Bir orman kurmalıyım; bir ucu Meis Adası’nda bir ucu Kaş’ta. Ya da bir parçası bu yüzünde Meriç’in, biri öte yanında; ama kesenkes bir orman olmalı dostluğumun simgesi. Makedonya’daki Dimitri ile Toroslardaki Mehmet’in sevgisini, barışını dostluğunu simgeleyen bir orman. Küçücük, minicik bir alanda da olsa, bir orman. “İnsan Bir Ormandır” demiyor mu Akbal bir kitabında?
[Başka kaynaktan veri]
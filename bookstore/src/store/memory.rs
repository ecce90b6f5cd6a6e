// bookstore/src/store/memory.rs

use super::seed::DEMO_CATALOG;
use super::{check_line_quantity, ShopStore};
use crate::errors::{AppError, Result};
use crate::models::{
  Book, CartItem, CartLine, Category, Order, OrderDetail, OrderDetailLine, OrderDraft, User,
  MAX_LINE_QUANTITY,
};
use async_trait::async_trait;
use chrono::Utc;
use parking_lot::RwLock;
use std::collections::HashMap;
use tracing::{debug, info};

#[derive(Default)]
struct Tables {
  categories: Vec<Category>,
  books: Vec<Book>,
  cart_items: Vec<CartItem>,
  orders: Vec<Order>,
  order_details: Vec<OrderDetail>,
  users: Vec<User>,
  // table name -> last id handed out, like a SERIAL column per table
  sequences: HashMap<&'static str, i32>,
}

impl Tables {
  fn next_id(&mut self, table: &'static str) -> i32 {
    let last = self.sequences.entry(table).or_insert(0);
    *last += 1;
    *last
  }

  fn book_title(&self, book_id: i32) -> String {
    self
      .books
      .iter()
      .find(|b| b.id == book_id)
      .map(|b| b.title.clone())
      .unwrap_or_default()
  }

  /// Adds `quantity` to the customer's line for `book_id`, creating it if
  /// needed. A line may never exceed `MAX_LINE_QUANTITY`.
  fn upsert_cart_line(&mut self, customer_id: &str, book_id: i32, quantity: i32, price_cents: i32) -> Result<CartItem> {
    check_line_quantity(quantity)?;
    if let Some(existing) = self
      .cart_items
      .iter_mut()
      .find(|ci| ci.customer_id == customer_id && ci.book_id == book_id)
    {
      let merged = existing
        .quantity
        .checked_add(quantity)
        .ok_or_else(|| AppError::Validation("Cart quantity is out of range.".to_string()))?;
      check_line_quantity(merged)?;
      existing.quantity = merged;
      return Ok(existing.clone());
    }
    let item = CartItem {
      id: self.next_id("cart_items"),
      customer_id: customer_id.to_string(),
      book_id,
      quantity,
      price_cents,
    };
    self.cart_items.push(item.clone());
    Ok(item)
  }

  /// Merge used by cart adoption: quantities are summed and capped at
  /// `MAX_LINE_QUANTITY` instead of failing the sign-in.
  fn merge_cart_line(&mut self, customer_id: &str, adopted: &CartItem) {
    if let Some(existing) = self
      .cart_items
      .iter_mut()
      .find(|ci| ci.customer_id == customer_id && ci.book_id == adopted.book_id)
    {
      existing.quantity = existing.quantity.saturating_add(adopted.quantity).min(MAX_LINE_QUANTITY);
      return;
    }
    let item = CartItem {
      id: self.next_id("cart_items"),
      customer_id: customer_id.to_string(),
      quantity: adopted.quantity.min(MAX_LINE_QUANTITY),
      ..adopted.clone()
    };
    self.cart_items.push(item);
  }
}

/// `ShopStore` kept entirely in process memory, for development and tests.
/// Every operation takes the single table lock once, so multi-row updates
/// are atomic with respect to each other.
#[derive(Default)]
pub struct MemoryShopStore {
  tables: RwLock<Tables>,
}

impl MemoryShopStore {
  pub fn new() -> Self {
    Self::default()
  }
}

#[async_trait]
impl ShopStore for MemoryShopStore {
  async fn list_categories(&self) -> Result<Vec<Category>> {
    let mut categories = self.tables.read().categories.clone();
    categories.sort_by(|a, b| a.name.cmp(&b.name));
    Ok(categories)
  }

  async fn find_category(&self, category_id: i32) -> Result<Option<Category>> {
    Ok(self.tables.read().categories.iter().find(|c| c.id == category_id).cloned())
  }

  async fn books_in_category(&self, category_id: i32) -> Result<Vec<Book>> {
    let mut books: Vec<Book> = self
      .tables
      .read()
      .books
      .iter()
      .filter(|b| b.category_id == category_id)
      .cloned()
      .collect();
    books.sort_by(|a, b| a.title.cmp(&b.title));
    Ok(books)
  }

  async fn find_book(&self, book_id: i32) -> Result<Option<Book>> {
    Ok(self.tables.read().books.iter().find(|b| b.id == book_id).cloned())
  }

  async fn add_or_increment(&self, customer_id: &str, book: &Book, quantity: i32) -> Result<CartItem> {
    let item = self
      .tables
      .write()
      .upsert_cart_line(customer_id, book.id, quantity, book.price_cents)?;
    debug!(item_id = item.id, quantity = item.quantity, "Cart line upserted.");
    Ok(item)
  }

  async fn remove_cart_item(&self, customer_id: &str, item_id: i32) -> Result<bool> {
    let mut tables = self.tables.write();
    let before = tables.cart_items.len();
    tables
      .cart_items
      .retain(|ci| !(ci.id == item_id && ci.customer_id == customer_id));
    Ok(tables.cart_items.len() < before)
  }

  async fn cart_lines(&self, customer_id: &str) -> Result<Vec<CartLine>> {
    let tables = self.tables.read();
    let mut lines: Vec<CartLine> = tables
      .cart_items
      .iter()
      .filter(|ci| ci.customer_id == customer_id)
      .filter_map(|ci| {
        tables.books.iter().find(|b| b.id == ci.book_id).map(|book| CartLine {
          item_id: ci.id,
          book_id: ci.book_id,
          title: book.title.clone(),
          author: book.author.clone(),
          quantity: ci.quantity,
          price_cents: ci.price_cents,
        })
      })
      .collect();
    lines.sort_by(|a, b| a.title.cmp(&b.title));
    Ok(lines)
  }

  async fn adopt_cart(&self, from_customer: &str, to_customer: &str) -> Result<u64> {
    if from_customer == to_customer {
      return Ok(0);
    }
    let mut tables = self.tables.write();
    let (moving, staying): (Vec<CartItem>, Vec<CartItem>) = std::mem::take(&mut tables.cart_items)
      .into_iter()
      .partition(|ci| ci.customer_id == from_customer);
    tables.cart_items = staying;
    for item in &moving {
      tables.merge_cart_line(to_customer, item);
    }
    Ok(moving.len() as u64)
  }

  async fn settle_order(&self, draft: &OrderDraft) -> Result<Order> {
    let mut tables = self.tables.write();
    if let Some(line) = draft.lines.iter().find(|l| !tables.books.iter().any(|b| b.id == l.book_id)) {
      return Err(AppError::NotFound(format!("Book with ID {} not found.", line.book_id)));
    }

    let order = Order {
      id: tables.next_id("orders"),
      customer_id: draft.customer_id.clone(),
      shipping: draft.shipping.clone(),
      order_date: draft.order_date,
      total_cents: draft.total_cents,
    };
    for line in &draft.lines {
      let detail = OrderDetail {
        id: tables.next_id("order_details"),
        order_id: order.id,
        book_id: line.book_id,
        quantity: line.quantity,
        price_cents: line.price_cents,
      };
      tables.order_details.push(detail);
    }
    tables.orders.push(order.clone());
    tables.cart_items.retain(|ci| ci.customer_id != draft.customer_id);
    info!(order_id = order.id, "Order persisted and cart cleared.");
    Ok(order)
  }

  async fn orders_for(&self, customer_id: &str) -> Result<Vec<Order>> {
    let mut orders: Vec<Order> = self
      .tables
      .read()
      .orders
      .iter()
      .filter(|o| o.customer_id == customer_id)
      .cloned()
      .collect();
    orders.sort_by(|a, b| b.order_date.cmp(&a.order_date).then(b.id.cmp(&a.id)));
    Ok(orders)
  }

  async fn find_order(&self, order_id: i32, customer_id: &str) -> Result<Option<(Order, Vec<OrderDetailLine>)>> {
    let tables = self.tables.read();
    let Some(order) = tables
      .orders
      .iter()
      .find(|o| o.id == order_id && o.customer_id == customer_id)
      .cloned()
    else {
      return Ok(None);
    };
    let mut details: Vec<OrderDetailLine> = tables
      .order_details
      .iter()
      .filter(|d| d.order_id == order.id)
      .map(|d| OrderDetailLine {
        book_id: d.book_id,
        title: tables.book_title(d.book_id),
        quantity: d.quantity,
        price_cents: d.price_cents,
      })
      .collect();
    details.sort_by(|a, b| a.title.cmp(&b.title));
    Ok(Some((order, details)))
  }

  async fn find_user_by_email(&self, email: &str) -> Result<Option<User>> {
    Ok(self.tables.read().users.iter().find(|u| u.email == email).cloned())
  }

  async fn create_user(&self, email: &str, password_hash: &str) -> Result<User> {
    let mut tables = self.tables.write();
    if tables.users.iter().any(|u| u.email == email) {
      return Err(AppError::Validation("An account with this email already exists.".to_string()));
    }
    let user = User {
      id: tables.next_id("users"),
      email: email.to_string(),
      password_hash: password_hash.to_string(),
      created_at: Utc::now(),
    };
    tables.users.push(user.clone());
    Ok(user)
  }

  async fn seed_catalog(&self) -> Result<()> {
    let mut tables = self.tables.write();
    if !tables.categories.is_empty() {
      return Ok(());
    }
    for (category_name, books) in DEMO_CATALOG {
      let category = Category {
        id: tables.next_id("categories"),
        name: (*category_name).to_string(),
      };
      for (title, author, price_cents) in books.iter() {
        let book = Book {
          id: tables.next_id("books"),
          title: (*title).to_string(),
          author: (*author).to_string(),
          price_cents: *price_cents,
          category_id: category.id,
        };
        tables.books.push(book);
      }
      tables.categories.push(category);
    }
    info!(categories = DEMO_CATALOG.len(), "Demo catalog seeded.");
    Ok(())
  }
}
Sevgiyle suladığım, barışta büyüttüğüm, bizi dostça birbirimize bağlayan bir orman. Hem bu orman, hep yeşil olmalı. Kışın yapraklarını döküp, yazın süren; göveren ağaçlardan oluşmamalı. Kesintili dostlukları, ölüp dirilen yeşillikleri istemiyorum ben. Hep yeşil, yemyeşil olmalı dostluk ormanım benim.
Öyleyse, Dimitri’nin ülkesiyle Mehmet’in ülkesinde doğal koşullarda gelişen, yaz-kış yeşil dallarında güzellik çizgileri taşıyan bir ağaç türü seçmeliyim dostluk ormanını oluşturmak için. Ve İlhan Berk’e inat “servi” ağaçlarıyla kurmalıyım ormanımı. “Ayrıkotu mu, servi mi”  deseler İlhan Berk’e; gözü kapalı “ayrıkotu” dermiş. Çünkü kızıyormuş Bacon’a.” İnsanın kişiliği ya zararlı bitkiler yetiştirir ya da ayrıkotları; yararlıyı zamanında sulamalı, ayrıkotunu söküp atmalı” diyen Bacon, nereden biliyormuş ayrıkotunun işe yaramazlığını.
Neredeyse ayrıkotu değil, “sağlıkotu” demeye getiriyor İlhan Berk. Ve Bacon’a yükleneyim derken de benim dostluk ormanı için yeğlediğim “servi”yi bir güzel batırıp çıkarıyor. Servi bir tekdüzelik örneğiymiş; devinimsizmiş, .içeriksizmiş. Hiçbir işe yaramazmış ağaç olarak. Çürükmüş; “Lanet” bir ağaçmış. İş bu kerteye gelince sıkı dur İlhan Berk usta. Bacon’ın savunusu bana düşmez; ama servinin savunusunu yapacağım ben:
Bir güzelin salınışı neden “serv-i revân”, ya da nazlanışı neden “serv-i nâz”? Ve ayın gece sulardaki yansısı “serv-i sîmin” ? Ayrıkotunu ozanlar gözden kaçırdı diyelim; yok muydu başka ağaç türü doğada?

Bacon’ı Divan Şiiri’ne  örneklemeyeceğim ; ama, boşuna değil Bacon’ın serviyi saray bahçelerinin başköşesine getirip oturtması. Ve boşuna değil servinin, mezarlıkların kaçınılmaz ağacı olması. Bir kez, ölümsüzlüğü simgeliyor doğal güzelliğiyle, anıtsallığıyla. Çürümüşlüğü, lanetliği de yok servinin. Tersine, öyle sağlam, öyle iyiliksever, öyle devingen ki. Salınıp dururken mezarlıklarda, hem ölenin ölmezliğini kanıtlıyor; hem de kökündeki hoş kokulu salgılarla toprak altındaki kokuşmayı önlüyor. Ve bu güzel koku nedeniyledir ki; doğuda olsun batıda olsun, yüzyılların damıtık deneyimleri sonucu, servi dikiliyor mezarlıklara. Öte yandan güney illerimizde – ve belki de Meis’te, Sisam’da genç kızların tek dileği; servi ağacından yapılmış bir çeyiz sandığına sahip olmak. Kaç yıl bekleyeceğini bilmediği çeyizlerine güve gelmesin, giysileri güzel koksun diye.

Evet,  ben servi ağaçlarıyla kuracağım “Dostluk Ormanı” mı. Ben Kaş’ta sularken fidanlarımı, Dimitri Meis’te sulayacak. Ya da; Meriç’in bu yanını ben, öte yüzünü o. Hattâ  Meriç’i bile alacağız dostluk ormanı içine. Dostluğa sınır tanımamak dileğimiz. Sevgiyle oluşacak “Dostluk Ormanı” mız, büyüyüp gelişecek ve doğada bütünleşen dostluğumuz, harita üzerindeki yapay sınırları silip gidecek.